M. le ministre pourrait-il nous expliquer la politique belge, fondements, moyens et objectifs, vis-à-vis de la problématique algérienne et la place des droits de l'homme et de la coopération politique européenne dans l'approche belge ?

M. le ministre peut-il nous décrire la nature du processus démocratique en cours en Algérie qu'il a déclaré vouloir soutenir ?

Que pense M. le ministre des affirmations du Comité belge de solidarité pour la démocratie en Algérie, selon lesquelles « le prétendu processus démocratique mis en place par le pouvoir algérien ne correspond ni avec la réalité des violations des droits démocratiques fondamentaux ni avec les immenses espérances que les élections présidentielles d'octobre dernier avaient fait naître dans la population algérienne ? Non seulement, le terrorisme islamiste continue à ensanglanter le pays, mais le pouvoir en place prend prétexte de cette violence pour imposer la sienne par le contrôle et la manipulation des médias, par une crispation autoritaire face à toute expression critique, par une répression brutale et aveugle des forces de sécurité. Par ailleurs, la dégradation de la situation économique et sociale se traduit par des conditions d'existence de plus en plus dramatiques pour l'immense majorité de la population, alors que, dans le même temps, se développe la richesse insolente d'une nouvelle bourgeoisie liée au pouvoir et profitant abusivement de l'ouverture de l'économie algérienne aux marchés internationaux. »

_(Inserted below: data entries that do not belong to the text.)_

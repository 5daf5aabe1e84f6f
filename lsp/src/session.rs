//! Session manager: owns exactly one client-server session.
//!
//! The manager is a cheap cloneable handle. The host typically runs
//! [`SessionManager::start`] as a task and calls [`SessionManager::stop`]
//! from elsewhere; a stop that lands while the start is still connecting
//! cancels it. State moves monotonically through
//! `Uninitialized → Starting → Running → Stopping → Stopped`, and `Stopped`
//! is terminal.

use std::path::PathBuf;
use std::sync::Arc;
use std::time::Duration;

use tokio::sync::{Mutex, mpsc, watch};
use tokio_util::sync::CancellationToken;

use crate::config::ClientConfig;
use crate::connection::Connection;
use crate::error::SessionError;
use crate::policy::SyncPolicy;
use crate::transport::TransportDescriptor;
use crate::types::{EditorEvent, Forwarded, SessionEvent, SessionState, StopOutcome};
use crate::watch::FileWatchService;

const EVENT_CHANNEL_CAPACITY: usize = 256;

/// Timeouts and process settings for one session.
#[derive(Debug, Clone)]
pub struct SessionOptions {
    /// Upper bound on connecting plus the initialize handshake.
    pub handshake_timeout: Duration,
    /// How long a graceful shutdown may take before the server is killed.
    pub shutdown_grace: Duration,
    /// Sent as `rootUri` and used as the server's working directory.
    pub workspace_root: Option<PathBuf>,
    pub env_denylist: Vec<String>,
}

impl Default for SessionOptions {
    fn default() -> Self {
        ClientConfig::default().session_options(None)
    }
}

/// Publish a session event without blocking. A full channel drops the
/// event; a closed one means the host stopped listening.
pub(crate) fn publish(event_tx: &mpsc::Sender<SessionEvent>, event: SessionEvent) {
    if let Err(mpsc::error::TrySendError::Full(event)) = event_tx.try_send(event) {
        tracing::warn!(?event, "Session event channel full, dropping event");
    }
}

struct Live {
    connection: Connection,
    policy: SyncPolicy,
}

struct Inner {
    state_tx: watch::Sender<SessionState>,
    live: Mutex<Option<Live>>,
    /// Fired by `stop`. Aborts a pending start and any notify still waiting
    /// on the lock or the writer queue.
    cancel: CancellationToken,
    options: SessionOptions,
    watcher: Arc<dyn FileWatchService>,
    event_tx: mpsc::Sender<SessionEvent>,
}

#[derive(Clone)]
pub struct SessionManager {
    inner: Arc<Inner>,
}

impl std::fmt::Debug for SessionManager {
    fn fmt(&self, f: &mut std::fmt::Formatter<'_>) -> std::fmt::Result {
        f.debug_struct("SessionManager")
            .field("state", &self.state())
            .finish_non_exhaustive()
    }
}

impl SessionManager {
    /// Create a manager in `Uninitialized` together with the receiving end
    /// of its event stream.
    #[must_use]
    pub fn new(
        options: SessionOptions,
        watcher: Arc<dyn FileWatchService>,
    ) -> (Self, SessionEvents) {
        let (state_tx, _) = watch::channel(SessionState::Uninitialized);
        let (event_tx, event_rx) = mpsc::channel(EVENT_CHANNEL_CAPACITY);
        let manager = Self {
            inner: Arc::new(Inner {
                state_tx,
                live: Mutex::new(None),
                cancel: CancellationToken::new(),
                options,
                watcher,
                event_tx,
            }),
        };
        (manager, SessionEvents { rx: event_rx })
    }

    #[must_use]
    pub fn state(&self) -> SessionState {
        *self.inner.state_tx.borrow()
    }

    /// Subscribe to state changes.
    #[must_use]
    pub fn watch_state(&self) -> watch::Receiver<SessionState> {
        self.inner.state_tx.subscribe()
    }

    /// Establish the transport, run the handshake, and install the
    /// synchronization policy.
    ///
    /// Only valid from `Uninitialized`. Any failure leaves the session in
    /// `Stopped`.
    pub async fn start(
        &self,
        descriptor: &TransportDescriptor,
        policy: SyncPolicy,
    ) -> Result<(), SessionError> {
        self.transition(SessionState::Uninitialized, SessionState::Starting)
            .map_err(|state| SessionError::AlreadyStarted { state })?;
        let mut guard = StartGuard {
            manager: self,
            armed: true,
            registered: false,
        };

        tracing::info!(transport = %descriptor, "Starting language server session");
        let inner = &self.inner;
        let established = tokio::select! {
            biased;
            () = inner.cancel.cancelled() => None,
            result = Connection::establish(descriptor, &inner.options, inner.event_tx.clone()) => Some(result),
        };

        let connection = match established {
            None => {
                tracing::info!("Session start cancelled before the handshake completed");
                return Err(SessionError::Cancelled);
            }
            Some(Err(e)) => {
                let err = SessionError::transport(&e);
                tracing::error!("{err}");
                return Err(err);
            }
            Some(Ok(connection)) => connection,
        };

        if let Err(e) = inner.watcher.register(policy.watched_patterns()) {
            tracing::warn!("File watch registration failed: {e:#}");
        }
        guard.registered = true;
        *inner.live.lock().await = Some(Live { connection, policy });

        if self
            .transition(SessionState::Starting, SessionState::Running)
            .is_err()
        {
            // A stop arrived after the handshake; undo what was built.
            tracing::info!("Session start cancelled after the handshake completed");
            let live = inner.live.lock().await.take();
            if let Some(live) = live {
                live.connection.shutdown(inner.options.shutdown_grace).await;
            }
            return Err(SessionError::Cancelled);
        }

        guard.armed = false;
        tracing::info!("Language server session running");
        Ok(())
    }

    /// Stop the session. Idempotent and infallible.
    pub async fn stop(&self) -> StopOutcome {
        let mut observed = SessionState::Uninitialized;
        let moved = self.inner.state_tx.send_if_modified(|state| {
            observed = *state;
            if matches!(*state, SessionState::Starting | SessionState::Running) {
                *state = SessionState::Stopping;
                true
            } else {
                false
            }
        });
        if moved {
            self.announce(observed, SessionState::Stopping);
        }

        match observed {
            SessionState::Uninitialized | SessionState::Stopped => StopOutcome::NotRunning,
            SessionState::Stopping => {
                self.wait_until_stopped().await;
                StopOutcome::NotRunning
            }
            SessionState::Starting => {
                self.inner.cancel.cancel();
                self.wait_until_stopped().await;
                StopOutcome::Cancelled
            }
            SessionState::Running => {
                tracing::info!("Stopping language server session");
                self.inner.cancel.cancel();
                let live = self.inner.live.lock().await.take();
                self.inner.watcher.unregister();
                let outcome = match live {
                    Some(live) => {
                        live.connection
                            .shutdown(self.inner.options.shutdown_grace)
                            .await
                    }
                    None => StopOutcome::Forced,
                };
                self.force_state(SessionState::Stopped);
                tracing::info!(?outcome, "Language server session stopped");
                outcome
            }
        }
    }

    /// Forward one editor event, subject to the session's policy.
    ///
    /// Events are written in call order. A concurrent `stop` wins: a notify
    /// blocked on a full writer queue returns `NotRunning` instead of
    /// holding the session open.
    pub async fn notify(&self, event: &EditorEvent) -> Result<Forwarded, SessionError> {
        let inner = &self.inner;
        let stopping = || SessionError::NotRunning { state: self.state() };
        let mut live = tokio::select! {
            biased;
            () = inner.cancel.cancelled() => return Err(stopping()),
            live = inner.live.lock() => live,
        };
        let state = self.state();
        let Some(live) = live.as_mut().filter(|_| state == SessionState::Running) else {
            return Err(SessionError::NotRunning { state });
        };

        if !live.policy.accepts(event) {
            tracing::trace!(?event, "Event outside synchronization policy");
            return Ok(Forwarded::Filtered);
        }

        let forwarded = tokio::select! {
            biased;
            () = inner.cancel.cancelled() => return Err(stopping()),
            result = live.connection.forward(event) => result,
        };
        match forwarded {
            Ok(Some(method)) => {
                tracing::debug!(method, "Forwarded editor event");
                Ok(Forwarded::Sent(method))
            }
            Ok(None) => Ok(Forwarded::Filtered),
            Err(e) => Err(SessionError::transport(&e)),
        }
    }

    /// Move `from` to `to`. On failure returns the state actually observed.
    fn transition(&self, from: SessionState, to: SessionState) -> Result<(), SessionState> {
        let mut observed = from;
        let moved = self.inner.state_tx.send_if_modified(|state| {
            observed = *state;
            if *state == from {
                *state = to;
                true
            } else {
                false
            }
        });
        if moved {
            self.announce(from, to);
            Ok(())
        } else {
            Err(observed)
        }
    }

    fn force_state(&self, to: SessionState) {
        let previous = self.inner.state_tx.send_replace(to);
        if previous != to {
            self.announce(previous, to);
        }
    }

    fn announce(&self, from: SessionState, to: SessionState) {
        tracing::debug!(%from, %to, "Session state changed");
        publish(
            &self.inner.event_tx,
            SessionEvent::StateChanged { state: to },
        );
    }

    async fn wait_until_stopped(&self) {
        let mut state_rx = self.inner.state_tx.subscribe();
        let _ = state_rx
            .wait_for(|state| *state == SessionState::Stopped)
            .await;
    }
}

/// Puts the session into `Stopped` when a start does not complete, including
/// when the start future is dropped mid-flight.
struct StartGuard<'a> {
    manager: &'a SessionManager,
    armed: bool,
    registered: bool,
}

impl Drop for StartGuard<'_> {
    fn drop(&mut self) {
        if !self.armed {
            return;
        }
        if let Ok(mut live) = self.manager.inner.live.try_lock() {
            live.take();
        }
        if self.registered {
            self.manager.inner.watcher.unregister();
        }
        self.manager.force_state(SessionState::Stopped);
    }
}

/// Receiving end of a session's events.
#[derive(Debug)]
pub struct SessionEvents {
    rx: mpsc::Receiver<SessionEvent>,
}

impl SessionEvents {
    /// Drain up to `budget` pending events without waiting.
    pub fn poll(&mut self, budget: usize) -> Vec<SessionEvent> {
        let mut drained = Vec::new();
        while drained.len() < budget {
            match self.rx.try_recv() {
                Ok(event) => drained.push(event),
                Err(_) => break,
            }
        }
        drained
    }

    /// Wait for the next event.
    pub async fn next(&mut self) -> Option<SessionEvent> {
        self.rx.recv().await
    }
}
use std::env;
use std::fs;
use std::path::{Path, PathBuf};
use std::time::Duration;

use ferret_lsp::ClientConfig;
use serde::Deserialize;

const DEFAULT_POLL_INTERVAL_MS: u64 = 1_000;

#[derive(Debug, Default, Deserialize)]
#[serde(default)]
pub struct Settings {
    pub client: ClientConfig,
    pub watcher: WatcherSettings,
}

#[derive(Debug, Clone, Deserialize)]
#[serde(default)]
pub struct WatcherSettings {
    pub enabled: bool,
    pub poll_interval_ms: u64,
}

impl Default for WatcherSettings {
    fn default() -> Self {
        Self {
            enabled: true,
            poll_interval_ms: DEFAULT_POLL_INTERVAL_MS,
        }
    }
}

impl WatcherSettings {
    pub fn poll_interval(&self) -> Duration {
        Duration::from_millis(self.poll_interval_ms.max(1))
    }
}

#[derive(Debug, thiserror::Error)]
pub enum SettingsError {
    #[error("failed to read config at {}: {source}", path.display())]
    Read {
        path: PathBuf,
        #[source]
        source: std::io::Error,
    },
    #[error("failed to parse config at {}: {source}", path.display())]
    Parse {
        path: PathBuf,
        #[source]
        source: toml::de::Error,
    },
}

/// Replace `${VAR}` references with the variable's value (empty if unset).
pub fn expand_env_vars(value: &str) -> String {
    let mut out = String::with_capacity(value.len());
    let mut rest = value;

    while let Some(start) = rest.find("${") {
        out.push_str(&rest[..start]);
        let after = &rest[start + 2..];
        match after.find('}') {
            Some(end) => {
                let var = &after[..end];
                if !var.is_empty() {
                    out.push_str(&env::var(var).unwrap_or_default());
                }
                rest = &after[end + 1..];
            }
            None => {
                out.push_str(&rest[start..]);
                rest = "";
            }
        }
    }

    out.push_str(rest);
    out
}

impl Settings {
    /// Load settings.
    ///
    /// An explicitly named file must exist and parse. The default file is
    /// optional: when missing, unreadable or invalid the stock settings are
    /// used.
    pub fn load(explicit: Option<&Path>) -> Result<Self, SettingsError> {
        if let Some(path) = explicit {
            return Self::read(path).map(Self::expanded);
        }

        let Some(path) = Self::path() else {
            return Ok(Self::default());
        };
        if !path.exists() {
            return Ok(Self::default());
        }

        match Self::read(&path) {
            Ok(settings) => Ok(settings.expanded()),
            Err(err) => {
                tracing::warn!("{err}; using default settings");
                Ok(Self::default())
            }
        }
    }

    pub fn path() -> Option<PathBuf> {
        dirs::home_dir().map(|home| home.join(".ferret").join("config.toml"))
    }

    fn read(path: &Path) -> Result<Self, SettingsError> {
        let content = fs::read_to_string(path).map_err(|source| SettingsError::Read {
            path: path.to_path_buf(),
            source,
        })?;
        toml::from_str(&content).map_err(|source| SettingsError::Parse {
            path: path.to_path_buf(),
            source,
        })
    }

    fn expanded(mut self) -> Self {
        let server_path = self.client.server_path.to_string_lossy().into_owned();
        self.client.server_path = PathBuf::from(expand_env_vars(&server_path));
        for arg in &mut self.client.args {
            *arg = expand_env_vars(arg);
        }
        self
    }
}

M. le ministre pourrait-il nous dire ce qu'il pense du Code algérien de la famille, voté en 1984 et toujours d'application, qui fait des femmes algériennes des mineures sous tutelle et que Khalida Messaoudi, une militante algérienne des droits de l'homme, condamnée à mort par le FIS, appelle le Code de l'infamie ?

Beaucoup d'Occidentaux se rapprochent de l'Algérie pour des raisons économiques énergétiques. British Petroleum a signé l'année dernière un contrat de quatre milliards de dollars. Quel est le résultat des rencontres du ministre sur place au point de vue économique ? Où en sont les intérêts des firmes belges ?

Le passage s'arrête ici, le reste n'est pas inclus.